あの時は「偶然」と気にもしなかったが、一体この子は何者なんだろう?
以前から、奇妙な齟齬を彼は感じていた。
何年にも渡った妻の不妊治療。
最後には「幸福の嵐」という新興宗教の祈祷まで受けて、ようやく授かった子供。
(この子は我が子でありながら、我が子では無い)
彼がそう感じるには理由があった。
―幸福の嵐―
「ふむ。それなりの犠牲が伴うであろうな」
「私はどうなっても構いません。どんな代償でも払います」
「いいや。金の問題では無いぞ」
現世利益の新興宗教「幸福の嵐」。その教祖様は厳かに言った。
「むしろ、お主の『親としての心』が試されるのじゃ」
三度の流産。

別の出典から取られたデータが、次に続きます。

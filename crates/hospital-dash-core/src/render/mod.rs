//! HTML projection of [`AppState`].
//!
//! Rendering never touches the network or mutates state: the same state and
//! context always produce the same page. Every interactive element carries
//! its [`Action`](crate::dispatch::Action) as `data-*` attributes.

mod dashboard;
mod modals;
mod notifications;
mod tables;

pub use dashboard::*;
pub use modals::*;
pub use notifications::*;
pub use tables::*;

use chrono::{DateTime, Local, NaiveDate, Utc};
use tokio::time::Instant;

use crate::dispatch::Action;
use crate::state::AppState;
use crate::ui::{Section, ToastPhase};

/// Clock readings used while rendering.
#[derive(Debug, Clone, Copy)]
pub struct RenderContext {
    /// Local calendar day for "Today"/"Tomorrow" and upcoming checks
    pub today: NaiveDate,
    /// Wall clock for "time ago" labels
    pub now: DateTime<Utc>,
    /// Monotonic clock for toast phases
    pub instant: Instant,
}

impl RenderContext {
    pub fn current() -> Self {
        Self {
            today: Local::now().date_naive(),
            now: Utc::now(),
            instant: Instant::now(),
        }
    }
}

/// One rendered frame, split by page region.
#[derive(Debug, Clone, Default, PartialEq)]
pub struct RenderedPage {
    pub sidebar: String,
    pub header: String,
    /// The active content panel
    pub content: String,
    /// Overlay plus visible dialogs; empty when closed
    pub modal: String,
    pub toasts: String,
    /// Notification dropdown list
    pub notifications: String,
    /// Unread badge text
    pub badge: String,
}

/// Render the whole page.
pub fn page(state: &AppState, ctx: &RenderContext) -> RenderedPage {
    let unread = crate::notifications::unread_count(state.notifications.rows());
    let badge = crate::notifications::badge_text(unread);
    let notifications = notification_list(&state.notifications, ctx);
    RenderedPage {
        sidebar: sidebar(state),
        header: header(state, &badge, &notifications),
        content: content(state, ctx),
        modal: modal_layer(state),
        toasts: toasts(state, ctx),
        notifications,
        badge,
    }
}

/// Escape text for element content and quoted attributes.
pub fn escape(raw: &str) -> String {
    raw.replace('&', "&amp;")
        .replace('<', "&lt;")
        .replace('>', "&gt;")
        .replace('"', "&quot;")
        .replace('\'', "&#39;")
}

fn sidebar(state: &AppState) -> String {
    let items: String = Section::ALL
        .iter()
        .map(|section| {
            let class = if state.router.is_active(*section) { " class=\"active\"" } else { "" };
            format!(
                r##"<li{}><a href="#" id="{}" {}><i class="fas {}"></i> <span>{}</span></a></li>"##,
                class,
                section.nav_id(),
                Action::navigate(*section).data_attrs(),
                section.icon(),
                section.title()
            )
        })
        .collect();

    let collapsed = if state.chrome.sidebar_collapsed() { " active" } else { "" };
    format!(
        r#"<nav id="sidebar" class="sidebar{}"><ul class="list-unstyled components">{}</ul></nav>"#,
        collapsed, items
    )
}

fn header(state: &AppState, badge: &str, list: &str) -> String {
    use crate::ui::Dropdown;

    let show = |dropdown| if state.chrome.is_open(dropdown) { " show" } else { "" };
    format!(
        r##"<header class="topbar">
    <button type="button" id="sidebarCollapse" class="btn" {toggle_sidebar}><i class="fas fa-bars"></i></button>
    <div class="topbar-actions">
        <div class="notifications">
            <button type="button" class="btn notification-toggle" {toggle_notifications}>
                <i class="fas fa-bell"></i><span id="unreadNotificationsCount" class="badge">{badge}</span>
            </button>
            <div id="notificationsDropdown" class="dropdown-menu{notifications_show}">
                <div class="dropdown-header">Notifications <a href="#" id="markAllRead" {mark_all}>Mark all as read</a></div>
                <div id="notificationsList">{list}</div>
            </div>
        </div>
        <div class="user-menu">
            <button type="button" class="btn user-toggle" {toggle_user}><i class="fas fa-user-circle"></i></button>
            <div id="userDropdown" class="dropdown-menu{user_show}">
                <a href="#" {profile}>Profile</a>
                <a href="#" {settings}>Settings</a>
            </div>
        </div>
    </div>
</header>"##,
        toggle_sidebar = Action::ToggleSidebar.data_attrs(),
        toggle_notifications = Action::ToggleNotifications.data_attrs(),
        badge = badge,
        notifications_show = show(Dropdown::Notifications),
        mark_all = Action::MarkAllRead.data_attrs(),
        list = list,
        toggle_user = Action::ToggleUserMenu.data_attrs(),
        user_show = show(Dropdown::UserMenu),
        profile = Action::Navigate("profile".into()).data_attrs(),
        settings = Action::Navigate("settings".into()).data_attrs(),
    )
}

fn content(state: &AppState, ctx: &RenderContext) -> String {
    let section = state.router.active();
    let body = match section {
        Section::Dashboard => dashboard_panel(&state.dashboard, ctx),
        Section::Patients => patients_panel(&state.patients),
        Section::Surgeries => surgeries_panel(&state.surgeries),
        Section::Doctors => doctors_panel(&state.doctors),
        Section::OperatingRooms => rooms_panel(&state.rooms),
        Section::MedicalSupplies => supplies_panel(&state.supplies),
    };
    format!(
        r#"<section id="{}" class="content-section active"><h2>{}</h2>{}</section>"#,
        section.content_id(),
        section.title(),
        body
    )
}

fn toasts(state: &AppState, ctx: &RenderContext) -> String {
    let items: String = state
        .toasts
        .iter()
        .map(|toast| {
            let fading = match toast.phase(ctx.instant) {
                ToastPhase::Visible => "",
                ToastPhase::FadingOut => " fade-out",
            };
            let icon = match toast.kind {
                crate::ui::ToastKind::Success => "fa-check-circle",
                crate::ui::ToastKind::Error => "fa-exclamation-circle",
            };
            format!(
                r#"<div class="toast toast-{}{}" data-toast-id="{}"><i class="fas {}"></i><span class="toast-message">{}</span><button type="button" class="toast-close" {}>&times;</button></div>"#,
                toast.kind.as_str(),
                fading,
                escape(&toast.id),
                icon,
                escape(&toast.message),
                Action::DismissToast(toast.id.clone()).data_attrs()
            )
        })
        .collect();
    format!(r#"<div id="toastContainer">{}</div>"#, items)
}

#[cfg(test)]
mod tests {
    use super::*;
    use crate::ui::ModalId;

    fn ctx() -> RenderContext {
        RenderContext {
            today: NaiveDate::from_ymd_opt(2026, 3, 10).unwrap(),
            now: Utc::now(),
            instant: Instant::now(),
        }
    }

    #[test]
    fn test_escape() {
        assert_eq!(escape(r#"<b>"Tom" & 'Jerry'</b>"#), "&lt;b&gt;&quot;Tom&quot; &amp; &#39;Jerry&#39;&lt;/b&gt;");
    }

    #[test]
    fn test_sidebar_marks_active_section() {
        let mut state = AppState::default();
        state.router.activate(Section::Doctors);
        let page = page(&state, &ctx());
        assert!(page.sidebar.contains(r##"<li class="active"><a href="#" id="nav-doctors""##));
        assert!(!page.sidebar.contains(r##"<li class="active"><a href="#" id="nav-dashboard""##));
        assert!(page.content.contains(r#"id="doctorsContent""#));
    }

    #[test]
    fn test_modal_layer_empty_when_closed() {
        let mut state = AppState::default();
        assert!(page(&state, &ctx()).modal.is_empty());

        state.modal.show(ModalId::AddPatient);
        let modal = page(&state, &ctx()).modal;
        assert!(modal.contains("modalOverlay"));
        assert!(modal.contains("addPatientForm"));
    }

    #[test]
    fn test_toasts_rendered_escaped() {
        let mut state = AppState::default();
        state.toasts.error("Error: <Conflict>");
        let toasts = page(&state, &ctx()).toasts;
        assert!(toasts.contains("toast-error"));
        assert!(toasts.contains("Error: &lt;Conflict&gt;"));
    }
}
//! Doctors and operating rooms.

use serde::{Deserialize, Serialize};

use super::{RecordId, Scalar};

/// A doctor as returned by `/api/doctors`.
#[derive(Debug, Clone, Serialize, Deserialize, PartialEq)]
pub struct Doctor {
    pub id: RecordId,
    pub name: String,
    #[serde(default)]
    pub specialty: Option<String>,
    #[serde(default)]
    pub contact_number: Option<String>,
    #[serde(default)]
    pub email: Option<String>,
}

impl Doctor {
    /// Option label used by the scheduling form: "Dr. Grey (Cardiology)".
    pub fn option_label(&self) -> String {
        match super::non_blank(&self.specialty) {
            Some(specialty) => format!("Dr. {} ({})", self.name, specialty),
            None => format!("Dr. {}", self.name),
        }
    }
}

/// An operating room as returned by `/api/operating-rooms`.
#[derive(Debug, Clone, Serialize, Deserialize, PartialEq)]
pub struct OperatingRoom {
    pub id: RecordId,
    pub name: String,
    #[serde(default)]
    pub floor: Option<Scalar>,
    /// Availability as reported by the backend ("available", "in_use", ...)
    #[serde(default)]
    pub status: Option<String>,
}

impl OperatingRoom {
    /// Option label used by the scheduling form: "OR-1 (2)".
    pub fn option_label(&self) -> String {
        match &self.floor {
            Some(floor) => format!("{} ({})", self.name, floor),
            None => self.name.clone(),
        }
    }
}

#[cfg(test)]
mod tests {
    use super::*;

    #[test]
    fn test_doctor_label() {
        let doctor: Doctor =
            serde_json::from_str(r#"{"id": 1, "name": "Grey", "specialty": "Cardiology"}"#).unwrap();
        assert_eq!(doctor.option_label(), "Dr. Grey (Cardiology)");
    }

    #[test]
    fn test_room_label_with_numeric_floor() {
        let room: OperatingRoom = serde_json::from_str(r#"{"id": 2, "name": "OR-2", "floor": 3}"#).unwrap();
        assert_eq!(room.option_label(), "OR-2 (3)");

        let bare: OperatingRoom = serde_json::from_str(r#"{"id": 3, "name": "OR-3"}"#).unwrap();
        assert_eq!(bare.option_label(), "OR-3");
    }
}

最後にはノイローゼになった妻の事を考えると、自分はどうなってもいい。
「どんな過酷な宿命が待ち構えていようと、我が子を愛し通せるものかな?」
「も、もちろんです」
「その言葉、偽りは無いな?」
降りかかる不幸は全てお主が受けねばならぬ、と銀髪の教祖様は念を押す。
「何もかも奪い取って下さい!」
男は涙を浮かべた。
「私で良ければ……その代わり、その代わり」
「わかった。やってみましょう」
妻と二人で受けた祈祷の内容はサッパリわからない。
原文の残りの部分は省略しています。